Samos banged the heel of his hand against his forehead. “In my time, woman! Do you know how long I have waited to gloat over this bitch’s failure?”

Vayl said, “You rush to judgment, Samos. After all, she has killed you once already. Just because you have raised the bar, who is to say she will not do it again?”

I caught his emphasis, along with the look he sent Albert. When he met my eyes again I asked him silently, Are you sure?<ûem>

Only someone who loved him like I did could’ve interpreted the minuscule move of his head as a nod.

“Do you know what I want to do, Jasmine?” Samos asked me.

“Invest in an underwire? I’m sorry, Eddie, but you’ve got a real case of the droops going on.”
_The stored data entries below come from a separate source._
//! One hosted game: the simulation plus its identity, lifecycle and dumps.
//!
//! Every public operation takes the wrapper's mutex for its full duration,
//! which serializes external mutations of one game against each other. The
//! listener's in-flight commands go through the engine's own locking instead
//! and are never blocked by the wrapper.

use std::path::Path;
use std::sync::Arc;
use std::sync::atomic::{AtomicU64, Ordering};
use tale_engine::{Definition, EntityView, Game};
use tokio::sync::Mutex;

use crate::config::Config;
use crate::error::{Error, Result};
use crate::io::{self, Drivers, now_secs};
use crate::listener::InputListener;
use crate::scopes::{DUMPED_GAME_NOT_FOUND, DUMPED_GAME_SLOT_NOT_FOUND};
use crate::state::{self, DumpMeta, Formats};

pub struct GameWrapper {
    id: u64,
    name: String,
    /// Definition filename, never a path.
    definition: String,
    created: u64,
    restored_slot: Option<u64>,
    game: Arc<Game>,
    listener: InputListener,
    /// The fleet-wide player tally, shared with the container.
    players_total: Arc<AtomicU64>,
    config: Arc<Config>,
    formats: Arc<Formats>,
    lock: Mutex<()>,
}

impl GameWrapper {
    /// Creates a game from a definition file (given relative to the
    /// definitions directory.)
    pub fn create(
        id: u64,
        definition_file: &str,
        name: &str,
        meta: &[(String, String)],
        config: Arc<Config>,
        formats: Arc<Formats>,
        drivers: &Arc<Drivers>,
        players_total: Arc<AtomicU64>,
    ) -> Result<GameWrapper> {
        let full_path = config.definitions_path().join(definition_file);
        let definition = Definition::load(&full_path)?;

        let game = Arc::new(Game::new(&definition, io::bindings_for(id, drivers))?);
        for (key, value) in meta {
            game.set_meta(key, value);
        }

        let filename = Path::new(definition_file)
            .file_name()
            .map(|n| n.to_string_lossy().into_owned())
            .unwrap_or_else(|| definition_file.to_string());

        Ok(GameWrapper {
            id,
            name: name.to_string(),
            definition: filename,
            created: now_secs(),
            restored_slot: None,
            listener: InputListener::new(Arc::clone(&game)),
            game,
            players_total,
            config,
            formats,
            lock: Mutex::new(()),
        })
    }

    /// Deserialization constructor: re-animates game `id` from its dump
    /// directory, from the given slot or the most recent one.
    pub fn restore(
        id: u64,
        slot: Option<u64>,
        config: Arc<Config>,
        formats: Arc<Formats>,
        drivers: &Arc<Drivers>,
        players_total: Arc<AtomicU64>,
    ) -> Result<GameWrapper> {
        let game_dir = state::game_dir(&config.state_path(), id);
        if !game_dir.is_dir() {
            return Err(Error::NotFound(DUMPED_GAME_NOT_FOUND.to_string()));
        }

        let slots = state::slot_numbers(&game_dir);
        let slot = match slot {
            Some(slot) if slots.contains(&slot) => slot,
            Some(_) => return Err(Error::NotFound(DUMPED_GAME_SLOT_NOT_FOUND.to_string())),
            None => *slots
                .last()
                .ok_or_else(|| Error::NotFound(DUMPED_GAME_NOT_FOUND.to_string()))?,
        };

        let meta = state::read_meta(&game_dir)?;
        let (_timestamp, format_name, payload) = state::read_slot(&game_dir, slot)?;
        let snapshot = formats.get(&format_name)?.deserialize(&payload)?;
        let game = Arc::new(Game::from_snapshot(snapshot, io::bindings_for(id, drivers)));

        Ok(GameWrapper {
            id,
            name: meta.name,
            definition: meta.definition,
            created: meta.created,
            restored_slot: Some(slot),
            listener: InputListener::new(Arc::clone(&game)),
            game,
            players_total,
            config,
            formats,
            lock: Mutex::new(()),
        })
    }

    pub fn id(&self) -> u64 {
        self.id
    }

    pub fn name(&self) -> &str {
        &self.name
    }

    pub fn definition(&self) -> &str {
        &self.definition
    }

    pub fn created(&self) -> u64 {
        self.created
    }

    pub fn restored_slot(&self) -> Option<u64> {
        self.restored_slot
    }

    pub fn game(&self) -> &Arc<Game> {
        &self.game
    }

    pub(crate) fn listener(&self) -> &InputListener {
        &self.listener
    }

    // -- lifecycle -----------------------------------------------------------

    /// Starts the clock and the input listener.
    pub async fn start(&self) {
        let _guard = self.lock.lock().await;
        self.game.start();
        self.listener.start().await;
    }

    /// Stops the input listener and the clock.
    pub async fn stop(&self) {
        let _guard = self.lock.lock().await;
        self.listener.stop().await;
        self.game.stop();
    }

    /// Full teardown on destroy and replace: cancels every player's pending
    /// read, then joins the listener.
    pub async fn shutdown(&self) {
        let _guard = self.lock.lock().await;
        for player in self.game.players() {
            self.listener.unsubscribe(&player, None).await;
        }
        self.listener.stop().await;
        self.game.stop();
    }

    // -- players -------------------------------------------------------------

    pub async fn create_player(&self, name: &str) -> Result<EntityView> {
        let _guard = self.lock.lock().await;

        let view = self.game.create_player(name)?;
        self.listener.subscribe(name).await;
        self.players_total.fetch_add(1, Ordering::SeqCst);
        Ok(view)
    }

    /// Removes a player once their in-flight command (if any) has finished.
    /// The optional farewell reaches the player before removal.
    pub async fn remove_player(&self, name: &str, message: Option<String>) -> Result<()> {
        let _guard = self.lock.lock().await;

        let is_player = self
            .game
            .entity(name)
            .is_some_and(|e| e.kind == tale_engine::EntityKind::Player);
        if !is_player {
            return Err(Error::NotFound(
                crate::scopes::PLAYER_NOT_FOUND.to_string(),
            ));
        }

        let game = Arc::clone(&self.game);
        let players_total = Arc::clone(&self.players_total);
        let player = name.to_string();
        self.listener
            .unsubscribe(
                name,
                Some(Box::new(move || {
                    if game.remove_player(&player, message.as_deref()).is_ok() {
                        players_total.fetch_sub(1, Ordering::SeqCst);
                    }
                })),
            )
            .await;
        Ok(())
    }

    // -- meta ----------------------------------------------------------------

    pub async fn set_meta(&self, key: &str, value: &str) {
        let _guard = self.lock.lock().await;
        self.game.set_meta(key, value);
    }

    pub async fn meta_all(&self) -> std::collections::BTreeMap<String, String> {
        let _guard = self.lock.lock().await;
        self.game.meta_all()
    }

    pub async fn meta(&self, key: &str) -> Option<String> {
        let _guard = self.lock.lock().await;
        self.game.meta(key)
    }

    // -- dumps ---------------------------------------------------------------

    /// Serializes the game into its next dump slot and returns the slot
    /// number. With state disabled this is a no-op reporting slot 0.
    /// Filesystem writes happen under the wrapper mutex, on purpose: a dump
    /// is a consistent point-in-time picture of the game.
    pub async fn dump(&self) -> Result<u64> {
        let _guard = self.lock.lock().await;

        if !self.config.state.enabled {
            return Ok(0);
        }

        let game_dir = state::game_dir(&self.config.state_path(), self.id);
        let slots = state::slot_numbers(&game_dir);
        let slot = slots.last().map(|s| s + 1).unwrap_or(0);

        // Evict the oldest slots down to the retention limit, counting the
        // slot about to be written.
        let max = self.config.state.max_dumps_per_game;
        let evicted: Vec<u64> = if max > 0 {
            let keep = (max - 1) as usize;
            let surplus = slots.len().saturating_sub(keep);
            slots.iter().take(surplus).copied().collect()
        } else {
            Vec::new()
        };

        state::write_meta(
            &game_dir,
            &DumpMeta {
                id: self.id,
                name: self.name.clone(),
                definition: self.definition.clone(),
                created: self.created,
            },
        )?;

        let codec = self.formats.get(&self.config.state.format)?;
        let payload = codec.serialize(&self.game.snapshot())?;
        state::write_slot(&game_dir, slot, codec.name(), &payload, now_secs())?;

        for old in evicted {
            let dir = state::slot_dir(&self.config.state_path(), self.id, old);
            if let Err(error) = std::fs::remove_dir_all(&dir) {
                tracing::error!(?error, slot = old, game = self.id, "Failed to evict dump slot.");
            }
        }

        Ok(slot)
    }

    pub fn player_count(&self) -> u64 {
        self.game.player_count() as u64
    }
}
//! Entities and their type tags.
//!
//! The classic interactive-fiction hierarchy (entity > tangible > place/thing,
//! thing > being, ...) is not modelled with trait objects. Every entity
//! carries an [`EntityKind`] tag and hosts decide type questions through it.

use serde::{Deserialize, Serialize};
use std::collections::BTreeMap;

/// The concrete type of an entity.
#[derive(Debug, Clone, Copy, PartialEq, Eq, Serialize, Deserialize)]
#[serde(rename_all = "lowercase")]
pub enum EntityKind {
    Room,
    Object,
    Creature,
    Player,
    Resource,
}

impl EntityKind {
    /// The type name that is reported on the wire.
    pub fn type_name(&self) -> &'static str {
        match self {
            EntityKind::Room => "room",
            EntityKind::Object => "object",
            EntityKind::Creature => "creature",
            EntityKind::Player => "player",
            EntityKind::Resource => "resource",
        }
    }

    /// Rooms, objects, creatures and players occupy the world physically.
    /// Resources do not.
    pub fn is_tangible(&self) -> bool {
        !matches!(self, EntityKind::Resource)
    }

    /// A place is somewhere a thing can be.
    pub fn is_place(&self) -> bool {
        matches!(self, EntityKind::Room)
    }

    /// Things are tangibles that are not places.
    pub fn is_thing(&self) -> bool {
        matches!(
            self,
            EntityKind::Object | EntityKind::Creature | EntityKind::Player
        )
    }

    /// Beings act on their own behalf.
    pub fn is_being(&self) -> bool {
        matches!(self, EntityKind::Creature | EntityKind::Player)
    }
}

/// One entity in the world.
#[derive(Debug, Clone, Serialize, Deserialize)]
pub struct Entity {
    pub name: String,
    pub kind: EntityKind,
    pub description: String,
    /// Name of the room (or carrier) this entity is currently in, if any.
    pub location: Option<String>,
    /// Exits by direction, only meaningful for rooms.
    #[serde(default)]
    pub exits: BTreeMap<String, String>,
}

/// Read-only view handed out by the engine.
#[derive(Debug, Clone)]
pub struct EntityView {
    pub name: String,
    pub kind: EntityKind,
    pub description: String,
}

impl From<&Entity> for EntityView {
    fn from(entity: &Entity) -> Self {
        EntityView {
            name: entity.name.clone(),
            kind: entity.kind,
            description: entity.description.clone(),
        }
    }
}
//! The `player` scope: everything the entity tree offers, plus player
//! lifecycle and input.

use futures_util::future::BoxFuture;
use protocol::Method;
use serde_json::{Value, json};
use std::sync::Arc;

use crate::container::GameContainer;
use crate::error::{Error, Result};
use crate::request;
use crate::response::Response;
use crate::scopes::entity::{EntityClass, EntityController};
use crate::scopes::{ScopeController, unmatched};

pub const MISSING_PLAYER_NAME: &str = "missing required player name";
pub const INVALID_PLAYER_NAME: &str = "invalid player name";
pub const PLAYER_NOT_FOUND: &str = "player not found";
pub const MISSING_COMMAND: &str = "missing required command";
pub const INVALID_COMMAND: &str = "command must be a string";
pub const INVALID_REMOVAL_MESSAGE: &str = "message must be a string";

const KNOWN_METHODS: &[Method] = &[Method::Get, Method::Post, Method::Delete];

/// Player names are identifiers: letters, digits, underscores and hyphens.
fn valid_player_name(name: &str) -> bool {
    !name.is_empty()
        && name
            .chars()
            .all(|c| c.is_ascii_alphanumeric() || c == '_' || c == '-')
}

pub struct PlayerController {
    container: Arc<GameContainer>,
    /// Serves the shared entity actions with player-scoped lookups.
    inner: EntityController,
}

impl PlayerController {
    pub fn new(container: Arc<GameContainer>) -> PlayerController {
        PlayerController {
            inner: EntityController::new(EntityClass::Player, Arc::clone(&container)),
            container,
        }
    }

    async fn create_player(&self, args: &Value) -> Result<Response> {
        let game_id = request::game_id(args, "game_id")?;
        let name =
            request::required_str(args, "name", MISSING_PLAYER_NAME, INVALID_PLAYER_NAME)?;
        if !valid_player_name(name) {
            return Err(Error::Invalid(INVALID_PLAYER_NAME.to_string()));
        }

        let view = self.container.create_player(game_id, name).await?;
        Ok(Response::ok().with(
            "player",
            json!({"name": view.name, "type": view.kind.type_name()}),
        ))
    }

    async fn destroy_player(&self, args: &Value) -> Result<Response> {
        let message = request::optional_str(args, "message", INVALID_REMOVAL_MESSAGE)?
            .map(|m| m.to_string());

        // Reuse the scoped lookup so a non-player name 404s as "player not
        // found" before anything is touched.
        let (game_id, _wrapper, view) = self.inner.lookup(args)?;

        self.container
            .remove_player(game_id, &view.name, message)
            .await?;
        Ok(Response::ok())
    }

    /// Writes one command into the player's input buffer; the game's input
    /// listener picks it up from there.
    async fn post_input(&self, args: &Value) -> Result<Response> {
        let command = match args.get("command") {
            None => return Err(Error::Invalid(MISSING_COMMAND.to_string())),
            Some(value) => value
                .as_str()
                .ok_or_else(|| Error::Invalid(INVALID_COMMAND.to_string()))?,
        };

        let (game_id, _wrapper, view) = self.inner.lookup(args)?;

        self.container
            .drivers()
            .input()
            .set(game_id, &view.name, command.to_string());
        Ok(Response::ok())
    }
}

impl ScopeController for PlayerController {
    fn name(&self) -> &str {
        "player"
    }

    fn resolve<'a>(
        &'a self,
        method: Method,
        action: &'a str,
        args: &'a Value,
    ) -> BoxFuture<'a, Response> {
        Box::pin(async move {
            let result = match (method, action) {
                (Method::Post, "default") => self.create_player(args).await,
                (Method::Post, "input") => self.post_input(args).await,
                (Method::Delete, "default") => self.destroy_player(args).await,
                // The shared entity actions, scoped to players.
                (Method::Get, _) | (Method::Post, "output") => {
                    return self.inner.resolve(method, action, args).await;
                }
                _ => return unmatched(KNOWN_METHODS, method, action),
            };
            result.into()
        })
    }
}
Samos stood, stunned by his own intense rage while the younger women in the coven tried to swallow their giggles. He swung a shaking finger at Floraidh’s followers. “Kill them all!” he shouted.

One of the older members, a wiry old gal who wore her long gray hair in a braid over one shoulder, cleared her throat as she half raised the dagger in her hand. “Excuse me, Mr. Samos?”

“What is it?”

“I know you’re new to the territory, so you probably haven’t realized that we’re not in Clava Cairns. Where all the diamonds are? We’re standing about three minutes east of there. We should probably go back before we spill a lot of blood in Brude’s—that is—you know how the ghosts  .  .  .”

Her eyes darted toward us as she trailed off, unwilling to say out loud what Vayl and I already knew. Killing us would attract the ghosts. In fact, completing the resurrection here would probably bring Brude and his nasties running. They needed to do it at Clava Cairns, surrounded by all those glittering diamonds and the power of Scidair.

Samos glared at the woman so fiercely that she put a hand to her throat, as if she could feel him strangling her from a distance. “In another time I would skin you alive for daring to gainsay me. And then I would feed you to my guests, who would’ve been invited to supper simply to be reminded that it would be in their best interests to continue to cooperate with me. Or they might end up just like you.” The soft sibilance in his voice reminded me so strongly of the snakes whose fangs had sunk into Dormal’s soft flesh that I shivered.

“You don’t have to kill us, you know,” said Cole. “In fact, it’s kind of a stupid idea.” He wasn’t talking to Samos, but to the women, who naturally responded to his I–know-you-wanna-hug-me smile. “We’re CIA. If you kill three of us, you’re going to bring the whole Agency down on your heads. They’ll wipe you out faster than you can say genocide.”